Problem statement
Restrict the output to the lines below starting at the one that contains "zone.state = ZoneState::Entered;" and ending at the one that contains "let mut candles: Vec<Candle>", and restate them word for word, both ends included.

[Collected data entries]

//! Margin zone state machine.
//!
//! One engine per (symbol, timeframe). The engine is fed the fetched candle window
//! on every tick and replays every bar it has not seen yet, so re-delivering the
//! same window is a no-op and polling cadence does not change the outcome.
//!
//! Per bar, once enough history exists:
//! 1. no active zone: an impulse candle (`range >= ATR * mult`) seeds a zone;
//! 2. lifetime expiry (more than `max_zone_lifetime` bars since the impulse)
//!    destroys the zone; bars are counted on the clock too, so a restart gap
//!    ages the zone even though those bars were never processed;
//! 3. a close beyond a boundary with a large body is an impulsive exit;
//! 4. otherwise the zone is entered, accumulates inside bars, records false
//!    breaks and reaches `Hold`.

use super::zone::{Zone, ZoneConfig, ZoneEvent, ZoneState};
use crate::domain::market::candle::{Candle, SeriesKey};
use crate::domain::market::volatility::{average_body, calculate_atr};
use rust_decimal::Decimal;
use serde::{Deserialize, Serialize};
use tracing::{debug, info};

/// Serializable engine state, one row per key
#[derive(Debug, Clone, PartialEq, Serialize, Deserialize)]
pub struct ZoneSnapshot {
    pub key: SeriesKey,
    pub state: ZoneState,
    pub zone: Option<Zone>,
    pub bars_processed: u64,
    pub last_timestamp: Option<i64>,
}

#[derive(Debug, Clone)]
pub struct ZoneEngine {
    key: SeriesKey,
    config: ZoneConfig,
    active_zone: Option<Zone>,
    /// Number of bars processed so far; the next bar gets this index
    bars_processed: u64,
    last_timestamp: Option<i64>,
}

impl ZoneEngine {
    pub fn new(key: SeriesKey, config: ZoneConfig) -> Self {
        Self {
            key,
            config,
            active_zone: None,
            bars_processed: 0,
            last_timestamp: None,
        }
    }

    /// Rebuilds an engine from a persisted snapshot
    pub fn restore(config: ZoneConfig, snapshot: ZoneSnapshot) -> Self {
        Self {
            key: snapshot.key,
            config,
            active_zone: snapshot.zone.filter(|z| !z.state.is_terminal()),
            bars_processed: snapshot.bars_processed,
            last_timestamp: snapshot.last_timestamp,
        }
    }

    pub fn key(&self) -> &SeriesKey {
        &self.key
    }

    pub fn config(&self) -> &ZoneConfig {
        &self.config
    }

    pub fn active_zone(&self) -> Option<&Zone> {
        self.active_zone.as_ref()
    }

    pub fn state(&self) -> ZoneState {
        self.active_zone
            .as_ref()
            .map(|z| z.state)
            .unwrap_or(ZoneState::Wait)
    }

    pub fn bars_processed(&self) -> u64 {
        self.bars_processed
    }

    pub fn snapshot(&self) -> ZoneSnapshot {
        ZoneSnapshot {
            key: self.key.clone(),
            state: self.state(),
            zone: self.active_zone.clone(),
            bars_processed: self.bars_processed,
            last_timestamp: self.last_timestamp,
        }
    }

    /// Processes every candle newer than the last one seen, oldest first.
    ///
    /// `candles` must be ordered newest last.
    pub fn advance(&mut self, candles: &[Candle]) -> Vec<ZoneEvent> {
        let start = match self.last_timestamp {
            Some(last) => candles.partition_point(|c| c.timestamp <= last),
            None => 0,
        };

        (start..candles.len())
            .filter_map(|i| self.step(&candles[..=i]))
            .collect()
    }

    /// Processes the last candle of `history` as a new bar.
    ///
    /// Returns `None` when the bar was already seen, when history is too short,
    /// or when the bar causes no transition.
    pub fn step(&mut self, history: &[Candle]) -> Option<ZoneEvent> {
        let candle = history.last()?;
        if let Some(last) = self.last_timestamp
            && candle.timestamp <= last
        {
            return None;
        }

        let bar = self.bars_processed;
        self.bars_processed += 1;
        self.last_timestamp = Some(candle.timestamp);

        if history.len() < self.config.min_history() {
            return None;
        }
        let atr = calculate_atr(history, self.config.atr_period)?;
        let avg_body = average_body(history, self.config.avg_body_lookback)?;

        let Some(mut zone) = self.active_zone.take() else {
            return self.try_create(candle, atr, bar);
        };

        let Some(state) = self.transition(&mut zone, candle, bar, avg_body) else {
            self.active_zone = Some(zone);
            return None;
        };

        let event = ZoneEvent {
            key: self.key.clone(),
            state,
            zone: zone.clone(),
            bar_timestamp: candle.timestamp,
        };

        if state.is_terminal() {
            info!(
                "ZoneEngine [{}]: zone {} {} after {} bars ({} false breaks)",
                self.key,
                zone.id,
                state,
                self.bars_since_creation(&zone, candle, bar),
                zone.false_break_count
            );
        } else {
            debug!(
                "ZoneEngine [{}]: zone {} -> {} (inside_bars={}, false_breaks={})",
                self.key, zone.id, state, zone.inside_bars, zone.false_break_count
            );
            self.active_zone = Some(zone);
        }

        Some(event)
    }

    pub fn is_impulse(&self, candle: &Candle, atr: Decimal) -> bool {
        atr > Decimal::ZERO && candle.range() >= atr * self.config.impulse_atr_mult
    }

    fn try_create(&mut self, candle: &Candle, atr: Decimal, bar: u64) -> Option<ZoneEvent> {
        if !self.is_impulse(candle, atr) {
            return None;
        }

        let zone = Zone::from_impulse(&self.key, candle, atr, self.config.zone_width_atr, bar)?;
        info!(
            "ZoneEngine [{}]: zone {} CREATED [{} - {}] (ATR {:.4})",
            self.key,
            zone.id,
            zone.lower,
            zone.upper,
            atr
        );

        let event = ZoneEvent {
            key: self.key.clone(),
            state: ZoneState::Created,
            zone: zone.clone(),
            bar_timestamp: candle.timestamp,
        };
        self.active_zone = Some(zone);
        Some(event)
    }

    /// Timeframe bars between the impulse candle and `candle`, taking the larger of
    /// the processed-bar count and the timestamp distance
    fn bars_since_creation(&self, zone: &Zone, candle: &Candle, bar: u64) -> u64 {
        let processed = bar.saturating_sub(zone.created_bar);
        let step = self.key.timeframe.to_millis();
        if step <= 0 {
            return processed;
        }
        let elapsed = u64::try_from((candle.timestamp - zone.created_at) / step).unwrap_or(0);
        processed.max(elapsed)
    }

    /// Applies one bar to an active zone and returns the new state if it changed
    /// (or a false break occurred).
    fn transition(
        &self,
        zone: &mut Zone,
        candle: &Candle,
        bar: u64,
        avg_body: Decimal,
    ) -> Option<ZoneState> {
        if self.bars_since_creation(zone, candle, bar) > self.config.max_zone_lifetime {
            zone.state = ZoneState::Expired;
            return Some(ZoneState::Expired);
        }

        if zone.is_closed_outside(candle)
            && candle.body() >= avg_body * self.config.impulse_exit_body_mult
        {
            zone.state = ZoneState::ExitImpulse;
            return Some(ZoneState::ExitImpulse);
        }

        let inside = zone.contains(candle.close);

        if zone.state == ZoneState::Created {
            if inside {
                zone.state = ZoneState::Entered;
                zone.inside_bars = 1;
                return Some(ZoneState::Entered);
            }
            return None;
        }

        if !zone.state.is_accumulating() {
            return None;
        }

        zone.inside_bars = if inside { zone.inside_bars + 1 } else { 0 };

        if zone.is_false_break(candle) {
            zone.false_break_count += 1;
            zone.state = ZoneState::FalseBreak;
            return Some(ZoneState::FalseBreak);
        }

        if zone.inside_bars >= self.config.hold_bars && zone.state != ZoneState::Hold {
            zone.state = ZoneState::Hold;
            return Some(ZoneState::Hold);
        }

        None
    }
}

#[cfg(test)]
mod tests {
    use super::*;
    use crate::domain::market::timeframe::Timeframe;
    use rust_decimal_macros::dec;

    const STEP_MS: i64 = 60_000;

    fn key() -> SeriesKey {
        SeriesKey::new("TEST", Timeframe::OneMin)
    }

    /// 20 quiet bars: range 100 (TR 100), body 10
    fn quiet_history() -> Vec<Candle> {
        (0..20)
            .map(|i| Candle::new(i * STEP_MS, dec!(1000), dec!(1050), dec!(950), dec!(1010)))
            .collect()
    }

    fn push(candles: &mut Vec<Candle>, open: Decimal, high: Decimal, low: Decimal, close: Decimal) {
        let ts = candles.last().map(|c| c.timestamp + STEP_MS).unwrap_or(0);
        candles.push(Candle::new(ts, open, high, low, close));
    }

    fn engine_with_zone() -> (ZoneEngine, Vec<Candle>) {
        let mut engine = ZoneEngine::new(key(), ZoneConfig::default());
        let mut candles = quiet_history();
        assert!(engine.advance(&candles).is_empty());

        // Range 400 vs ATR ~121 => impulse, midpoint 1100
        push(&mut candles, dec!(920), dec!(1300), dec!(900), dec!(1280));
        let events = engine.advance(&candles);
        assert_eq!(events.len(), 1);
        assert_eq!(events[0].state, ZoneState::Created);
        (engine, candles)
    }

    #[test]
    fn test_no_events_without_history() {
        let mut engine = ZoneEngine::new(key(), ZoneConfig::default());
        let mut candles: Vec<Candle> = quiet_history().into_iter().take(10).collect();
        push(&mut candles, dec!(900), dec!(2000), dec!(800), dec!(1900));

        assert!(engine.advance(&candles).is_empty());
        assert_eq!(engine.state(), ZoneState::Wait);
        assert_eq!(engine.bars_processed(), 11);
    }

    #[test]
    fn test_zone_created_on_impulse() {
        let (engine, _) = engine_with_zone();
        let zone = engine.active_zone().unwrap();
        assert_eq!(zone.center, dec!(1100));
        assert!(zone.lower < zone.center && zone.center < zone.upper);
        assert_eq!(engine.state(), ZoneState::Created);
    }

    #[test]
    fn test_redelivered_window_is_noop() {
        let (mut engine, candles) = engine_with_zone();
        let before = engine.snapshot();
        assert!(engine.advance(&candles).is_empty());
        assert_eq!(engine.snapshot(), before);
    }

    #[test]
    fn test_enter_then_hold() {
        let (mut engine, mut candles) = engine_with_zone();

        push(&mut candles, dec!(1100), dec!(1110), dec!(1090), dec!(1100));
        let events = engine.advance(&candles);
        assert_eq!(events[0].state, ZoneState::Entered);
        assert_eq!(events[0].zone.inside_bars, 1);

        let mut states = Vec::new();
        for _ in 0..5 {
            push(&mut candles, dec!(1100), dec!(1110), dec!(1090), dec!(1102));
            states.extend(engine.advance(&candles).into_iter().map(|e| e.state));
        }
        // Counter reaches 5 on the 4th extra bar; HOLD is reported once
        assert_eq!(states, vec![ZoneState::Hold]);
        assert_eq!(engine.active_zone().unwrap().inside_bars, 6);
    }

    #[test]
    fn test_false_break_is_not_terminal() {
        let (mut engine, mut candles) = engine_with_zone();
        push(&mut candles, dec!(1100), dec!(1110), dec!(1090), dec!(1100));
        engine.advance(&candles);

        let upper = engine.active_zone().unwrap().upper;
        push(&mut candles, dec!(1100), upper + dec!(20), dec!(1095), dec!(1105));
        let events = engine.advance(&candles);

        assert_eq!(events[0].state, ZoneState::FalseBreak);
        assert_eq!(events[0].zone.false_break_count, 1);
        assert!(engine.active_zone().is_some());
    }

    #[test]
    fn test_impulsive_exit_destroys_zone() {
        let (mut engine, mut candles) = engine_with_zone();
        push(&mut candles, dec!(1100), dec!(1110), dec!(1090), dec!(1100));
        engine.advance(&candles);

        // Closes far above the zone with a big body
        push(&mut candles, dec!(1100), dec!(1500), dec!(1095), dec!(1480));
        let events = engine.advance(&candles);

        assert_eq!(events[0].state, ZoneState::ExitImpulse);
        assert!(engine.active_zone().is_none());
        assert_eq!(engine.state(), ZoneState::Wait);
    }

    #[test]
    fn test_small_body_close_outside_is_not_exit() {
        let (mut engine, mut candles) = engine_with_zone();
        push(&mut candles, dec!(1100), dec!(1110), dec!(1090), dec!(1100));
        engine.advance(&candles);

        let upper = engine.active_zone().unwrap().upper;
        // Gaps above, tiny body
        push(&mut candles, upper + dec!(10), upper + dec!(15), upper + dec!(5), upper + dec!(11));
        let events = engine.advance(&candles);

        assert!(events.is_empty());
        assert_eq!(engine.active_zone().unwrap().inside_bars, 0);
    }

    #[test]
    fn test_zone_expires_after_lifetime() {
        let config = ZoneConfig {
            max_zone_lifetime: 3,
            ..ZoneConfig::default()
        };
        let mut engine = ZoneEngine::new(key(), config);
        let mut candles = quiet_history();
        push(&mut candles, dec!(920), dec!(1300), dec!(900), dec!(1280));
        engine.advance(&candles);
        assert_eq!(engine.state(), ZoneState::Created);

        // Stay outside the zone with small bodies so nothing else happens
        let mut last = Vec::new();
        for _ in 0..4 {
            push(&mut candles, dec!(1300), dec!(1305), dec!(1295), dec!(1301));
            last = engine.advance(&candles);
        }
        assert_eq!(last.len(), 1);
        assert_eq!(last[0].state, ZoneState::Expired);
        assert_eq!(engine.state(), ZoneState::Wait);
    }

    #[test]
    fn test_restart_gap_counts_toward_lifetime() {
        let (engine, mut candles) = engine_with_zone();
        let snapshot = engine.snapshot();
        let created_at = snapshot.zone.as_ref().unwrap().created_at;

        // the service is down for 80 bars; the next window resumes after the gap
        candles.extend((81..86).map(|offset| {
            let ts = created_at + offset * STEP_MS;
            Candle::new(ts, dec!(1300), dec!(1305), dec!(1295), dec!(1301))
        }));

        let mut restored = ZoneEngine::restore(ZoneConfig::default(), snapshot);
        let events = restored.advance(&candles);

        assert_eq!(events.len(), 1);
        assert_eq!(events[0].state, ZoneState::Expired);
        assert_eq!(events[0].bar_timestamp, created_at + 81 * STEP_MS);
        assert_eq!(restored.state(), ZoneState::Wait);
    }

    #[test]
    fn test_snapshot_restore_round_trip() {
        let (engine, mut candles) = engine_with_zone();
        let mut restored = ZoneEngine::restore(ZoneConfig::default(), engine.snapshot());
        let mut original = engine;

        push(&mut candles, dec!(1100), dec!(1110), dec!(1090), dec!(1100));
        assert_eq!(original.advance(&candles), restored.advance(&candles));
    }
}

Result of this task
                zone.state = ZoneState::Entered;
                zone.inside_bars = 1;
                return Some(ZoneState::Entered);
            }
            return None;
        }

        if !zone.state.is_accumulating() {
            return None;
        }

        zone.inside_bars = if inside { zone.inside_bars + 1 } else { 0 };

        if zone.is_false_break(candle) {
            zone.false_break_count += 1;
            zone.state = ZoneState::FalseBreak;
            return Some(ZoneState::FalseBreak);
        }

        if zone.inside_bars >= self.config.hold_bars && zone.state != ZoneState::Hold {
            zone.state = ZoneState::Hold;
            return Some(ZoneState::Hold);
        }

        None
    }
}

#[cfg(test)]
mod tests {
    use super::*;
    use crate::domain::market::timeframe::Timeframe;
    use rust_decimal_macros::dec;

    const STEP_MS: i64 = 60_000;

    fn key() -> SeriesKey {
        SeriesKey::new("TEST", Timeframe::OneMin)
    }

    /// 20 quiet bars: range 100 (TR 100), body 10
    fn quiet_history() -> Vec<Candle> {
        (0..20)
            .map(|i| Candle::new(i * STEP_MS, dec!(1000), dec!(1050), dec!(950), dec!(1010)))
            .collect()
    }

    fn push(candles: &mut Vec<Candle>, open: Decimal, high: Decimal, low: Decimal, close: Decimal) {
        let ts = candles.last().map(|c| c.timestamp + STEP_MS).unwrap_or(0);
        candles.push(Candle::new(ts, open, high, low, close));
    }

    fn engine_with_zone() -> (ZoneEngine, Vec<Candle>) {
        let mut engine = ZoneEngine::new(key(), ZoneConfig::default());
        let mut candles = quiet_history();
        assert!(engine.advance(&candles).is_empty());

        // Range 400 vs ATR ~121 => impulse, midpoint 1100
        push(&mut candles, dec!(920), dec!(1300), dec!(900), dec!(1280));
        let events = engine.advance(&candles);
        assert_eq!(events.len(), 1);
        assert_eq!(events[0].state, ZoneState::Created);
        (engine, candles)
    }

    #[test]
    fn test_no_events_without_history() {
        let mut engine = ZoneEngine::new(key(), ZoneConfig::default());
        let mut candles: Vec<Candle> = quiet_history().into_iter().take(10).collect();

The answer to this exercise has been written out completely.